Tzu Chi n'est pas le seul organisme à reconnaître l'importance des programmes « argent contre travail » pour le nettoyage de la ville. Les Nations Unies et le ministère philippin du Travail et de l'Emploi (DOLE) ont lancé des projets similaires, comme l’ont fait un certain nombre d'organisations de la société civile. Ces dernières ont offert 260 pesos par jour (6 dollars) aux participants, conformément aux lignes directrices du gouvernement concernant les projets « argent contre travail ».

Le 21 novembre, le Programme des Nations Unies pour le développement (PNUD) a entrepris le nettoyage d'une école dans la ville de Palo, près de Tacloban, puis une série d’opérations de nettoyage des rues et des églises de la ville.

Des centaines de personnes ont participé au programme, et d'autres devraient également se joindre à elles.

« Le programme « argent contre travail » rétablit un sentiment d’utilité et de dignité, tout en injectant de l’argent dans l'économie locale », a déclaré Lesley Wright, porte-parole du PNUD à Tacloban. « L'aide est très importante, mais il faut que les gens puissent aller au marché et subvenir à leurs besoins fondamentaux. »

Au lendemain du tsunami de l’océan Indien en 2004, le PNUD avait mis en œuvre un programme similaire en Indonésie, impliquant plus de 1 450 participants par jour, dont un grand nombre de femmes. Sur une période de deux ans, plus de 54 000 personnes ont été employées temporairement dans le cadre de programmes du PNUD « argent contre travail » dans la province d'Aceh, dans le nord de l'île de Sumatra. Elles ont contribué à l'élimination de plus de 1,3 million de mètres cubes de débris laissés par le tsunami.

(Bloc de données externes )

use std::fs::File;
use std::io::Write;
use std::path::{Path, PathBuf};

use anyhow::{Context, Result};
use clap::Args;
use tracing::info;

use composer_sync::config::{Committer, Credentials, RepoCoordinates, branch_from_ref};
use composer_sync::git::Git;
use composer_sync::github::{GitHubClient, HostingApi};
use composer_sync::models::Settings;
use composer_sync::orchestrator::{Orchestrator, Remote, RunSummary};
use composer_sync::registry::HttpProbe;

/// Where fresh clones of the site repository go
const CLONES_DIR: &str = "clones";

#[derive(Args, Debug, Default)]
pub struct RunArgs {
    /// Use an existing checkout instead of cloning the repository
    #[arg(long)]
    pub dir: Option<PathBuf>,

    /// GitHub token used for lookups, issues and the pull request
    #[arg(long, env = "INPUT_GITHUB_TOKEN", hide_env_values = true)]
    pub token: Option<String>,

    /// Second token that approves the pull request so it can be merged
    #[arg(long, env = "INPUT_APPROVAL_GITHUB_TOKEN", hide_env_values = true)]
    pub approval_token: Option<String>,

    #[arg(long, env = "INPUT_COMMITTER_USERNAME")]
    pub committer_name: Option<String>,

    #[arg(long, env = "INPUT_COMMITTER_EMAIL")]
    pub committer_email: Option<String>,

    /// Site repository as owner/repo
    #[arg(long, env = "GITHUB_REPOSITORY")]
    pub repository: Option<String>,

    /// Ref of the target branch, e.g. refs/heads/main
    #[arg(long = "ref", env = "GITHUB_REF")]
    pub git_ref: Option<String>,
}

impl RunArgs {
    fn committer(&self) -> Option<Committer> {
        let name = self.committer_name.as_deref().filter(|s| !s.is_empty())?;
        let email = self.committer_email.as_deref().filter(|s| !s.is_empty())?;
        Some(Committer {
            name: name.to_string(),
            email: email.to_string(),
        })
    }
}

pub async fn run_command(args: RunArgs, settings: &Settings) -> Result<()> {
    let repo = args
        .repository
        .as_deref()
        .context("No repository given (set GITHUB_REPOSITORY or --repository)")?;
    let repo = RepoCoordinates::parse(repo)?;
    let git_ref = args
        .git_ref
        .as_deref()
        .context("No target branch given (set GITHUB_REF or --ref)")?;
    let base_branch = branch_from_ref(git_ref)?;
    let credentials = Credentials::new(
        args.token.clone().unwrap_or_default(),
        args.approval_token.clone(),
    )?;

    Git::ensure_available()?;
    let git = match &args.dir {
        Some(dir) => Git::open(dir),
        None => {
            let dir = PathBuf::from(CLONES_DIR).join(&repo.name);
            info!("Cloning {repo} ({base_branch}) into {}", dir.display());
            Git::clone_repo(
                &settings.endpoints.github_web,
                &repo,
                &base_branch,
                &credentials.token,
                &dir,
            )
            .await
            .with_context(|| format!("Failed to clone {repo}"))?
        }
    }
    .with_committer(args.committer());

    let probe = HttpProbe::new(settings, &credentials.token)?;
    let api = GitHubClient::new(
        &settings.endpoints.github_api,
        repo.clone(),
        &credentials.token,
    )?;
    let approver = credentials
        .approval_token
        .as_ref()
        .map(|token| GitHubClient::new(&settings.endpoints.github_api, repo.clone(), token))
        .transpose()?;

    let remote = Remote {
        api: &api,
        approver: approver.as_ref().map(|client| client as &dyn HostingApi),
        base_branch,
    };

    let name = repo.to_string();
    let summary = Orchestrator::new(git.dir(), &name, settings, &probe)
        .run(&git, &remote)
        .await?;

    let output_file = std::env::var_os("GITHUB_OUTPUT").map(PathBuf::from);
    write_github_outputs(output_file.as_deref(), &action_outputs(&summary))
}

/// `name=value` pairs reported back to the workflow
fn action_outputs(summary: &RunSummary) -> Vec<(&'static str, String)> {
    let mut outputs = Vec::new();
    if let Some(report) = &summary.publish {
        outputs.push(("pull_request", report.pull_request.to_string()));
    }
    outputs.push(("failed_plugins", summary.failed.join(",")));
    outputs
}

/// Append to the `$GITHUB_OUTPUT` file, or print when not running in Actions
fn write_github_outputs(file: Option<&Path>, outputs: &[(&str, String)]) -> Result<()> {
    let Some(path) = file else {
        for (name, value) in outputs {
            println!("{name}={value}");
        }
        return Ok(());
    };

    let mut file = File::options()
        .create(true)
        .append(true)
        .open(path)
        .with_context(|| format!("Failed to open $GITHUB_OUTPUT file {}", path.display()))?;
    for (name, value) in outputs {
        writeln!(file, "{name}={value}")?;
    }
    Ok(())
}
mod generate;
mod list;
mod run;

pub use generate::{GenerateArgs, generate_command};
pub use list::{ListArgs, list_command};
pub use run::{RunArgs, run_command};

use std::path::Path;

use composer_sync::models::Settings;

/// `<organization>/<directory name>` for sites without an explicit name
fn default_project_name(root: &Path, settings: &Settings) -> String {
    let dir_name = std::fs::canonicalize(root)
        .ok()
        .and_then(|path| path.file_name().map(|n| n.to_string_lossy().into_owned()))
        .unwrap_or_else(|| "site".to_string());
    format!("{}/{dir_name}", settings.organization)
}
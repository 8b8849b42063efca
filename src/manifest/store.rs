//! Reading and writing composer.json

use super::{MANIFEST_FILE, Manifest, check_shape};
use crate::error::{Result, SyncError};
use serde_json::Value as JsonValue;
use std::path::{Path, PathBuf};

pub fn manifest_path(dir: &Path) -> PathBuf {
    dir.join(MANIFEST_FILE)
}

pub fn exists(dir: &Path) -> bool {
    manifest_path(dir).is_file()
}

/// Read and parse `dir/composer.json`
pub fn load(dir: &Path) -> Result<Manifest> {
    let path = manifest_path(dir);
    if !path.exists() {
        return Err(SyncError::not_found(MANIFEST_FILE, path));
    }

    let content = std::fs::read_to_string(&path).map_err(|e| SyncError::io(&path, e))?;
    let value: JsonValue = serde_json::from_str(&content).map_err(|source| SyncError::Parse {
        path: path.clone(),
        source,
    })?;

    let JsonValue::Object(doc) = value else {
        return Err(SyncError::InvalidManifest {
            path,
            reason: "top level must be an object".to_string(),
        });
    };
    check_shape(&doc).map_err(|reason| SyncError::InvalidManifest {
        path: path.clone(),
        reason,
    })?;

    tracing::debug!("Loaded {}", path.display());
    Ok(Manifest::from_object(doc))
}

/// Render a manifest the way it is stored: two-space indent, document key order
pub fn render(manifest: &Manifest) -> Result<String> {
    serde_json::to_string_pretty(&manifest.as_value())
        .map_err(|e| SyncError::Config(format!("cannot serialize manifest: {e}")))
}

/// Write `dir/composer.json`, replacing any previous file.
///
/// The content goes to a sibling temporary file first and is renamed into
/// place, so readers never observe a half-written manifest.
pub fn store(dir: &Path, manifest: &Manifest) -> Result<PathBuf> {
    let path = manifest_path(dir);
    let staging = dir.join(format!(".{MANIFEST_FILE}.{}.tmp", std::process::id()));
    let content = render(manifest)?;

    std::fs::write(&staging, content).map_err(|e| SyncError::io(&staging, e))?;
    if let Err(e) = std::fs::rename(&staging, &path) {
        let _ = std::fs::remove_file(&staging);
        return Err(SyncError::io(&path, e));
    }

    tracing::debug!("Wrote {}", path.display());
    Ok(path)
}
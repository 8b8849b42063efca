use crate::error::{Result, SyncError};
use crate::models::Settings;
use once_cell::sync::Lazy;
use serde_json::Value as JsonValue;

// Embed the default settings YAML file at compile time
const DEFAULT_SETTINGS_YAML: &str = include_str!("settings.yaml");

/// Body of the issue filed for a plugin that could not be resolved
pub const ISSUE_BODY_TEMPLATE: &str = include_str!("issue_body.md.j2");

// Parse the default settings once at startup
pub static DEFAULT_SETTINGS: Lazy<Settings> = Lazy::new(|| {
    serde_yaml::from_str(DEFAULT_SETTINGS_YAML)
        .expect("Failed to parse default settings - this is a bug")
});

/// Merge user settings over the defaults.
///
/// Mappings merge key by key; any other value (including lists) replaces the
/// default wholesale. Null values are ignored.
pub fn merge_with_defaults(user: JsonValue) -> Result<Settings> {
    let mut base = serde_json::to_value(&*DEFAULT_SETTINGS)
        .map_err(|e| SyncError::Config(format!("cannot serialize defaults: {e}")))?;
    merge_values(&mut base, user);
    serde_json::from_value(base).map_err(|e| SyncError::Config(e.to_string()))
}

fn merge_values(base: &mut JsonValue, overrides: JsonValue) {
    match (base, overrides) {
        (JsonValue::Object(base_obj), JsonValue::Object(override_obj)) => {
            for (key, value) in override_obj {
                if value.is_null() {
                    continue;
                }
                match base_obj.get_mut(&key) {
                    Some(existing) => merge_values(existing, value),
                    None => {
                        base_obj.insert(key, value);
                    }
                }
            }
        }
        (base, value) => *base = value,
    }
}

Les autorités locales philippines ont suivi cet exemple, et l’Agence pour l’emploi de Tacloban, placée sous l’autorité du DOLE, a recruté plus de 4 000 personnes pour participer à une opération de nettoyage de 15 jours à partir du 20 novembre.

Dans le cadre de ce programme, des équipes de 30 personnes équipées de pelles et de pioches ont été déployées dans près de 140 quartiers (barangays) de la ville, et d'autres groupes ont été envoyés dans les zones où se trouvent les églises ou les hôpitaux.

« Des montagnes de débris sont ramassées chaque jour. C'est une tâche énorme », a déclaré Emilia Cruz, directrice de l’Office public des services de l’emploi (PESO), un organisme qui relève du DOLE.

Ces efforts sont salués par les autorités municipales. « Nous sommes vraiment reconnaissants de ce qu'ils font », a déclaré John Tecson Lim, le maire de la ville.

Santé et sécurité

En cas de nettoyage à grande échelle après une catastrophe, les questions de santé et de sécurité se posent systématiquement. « Nous conseillons vivement aux travailleurs de porter un équipement de protection tel que des bottes en caoutchouc, des gants, un masque et un casque », a déclaré Gloria Fabrigas, responsable de l’équipe de travail de la ville pour la santé et l'assainissement.

Conformément aux lignes directrices de l’Organisation mondiale de la Santé (OMS), pour éviter les risques de coupures et de blessures, ainsi que d’infections, toute personne impliquée dans le déblayage et le tamisage de débris doit systématiquement porter des vêtements de protection et des chaussures fermées, le cas échéant. En outre, le vaccin contre le tétanos doit être proposé.

À titre préventif, près de 3 000 participants au programme gouvernemental « argent contre travail » ont été vaccinés contre le tétanos et la leptospirose avant le début du programme.

Le PNUD a adopté des mesures de santé et de sécurité similaires dans le cadre de ses activités sur le terrain.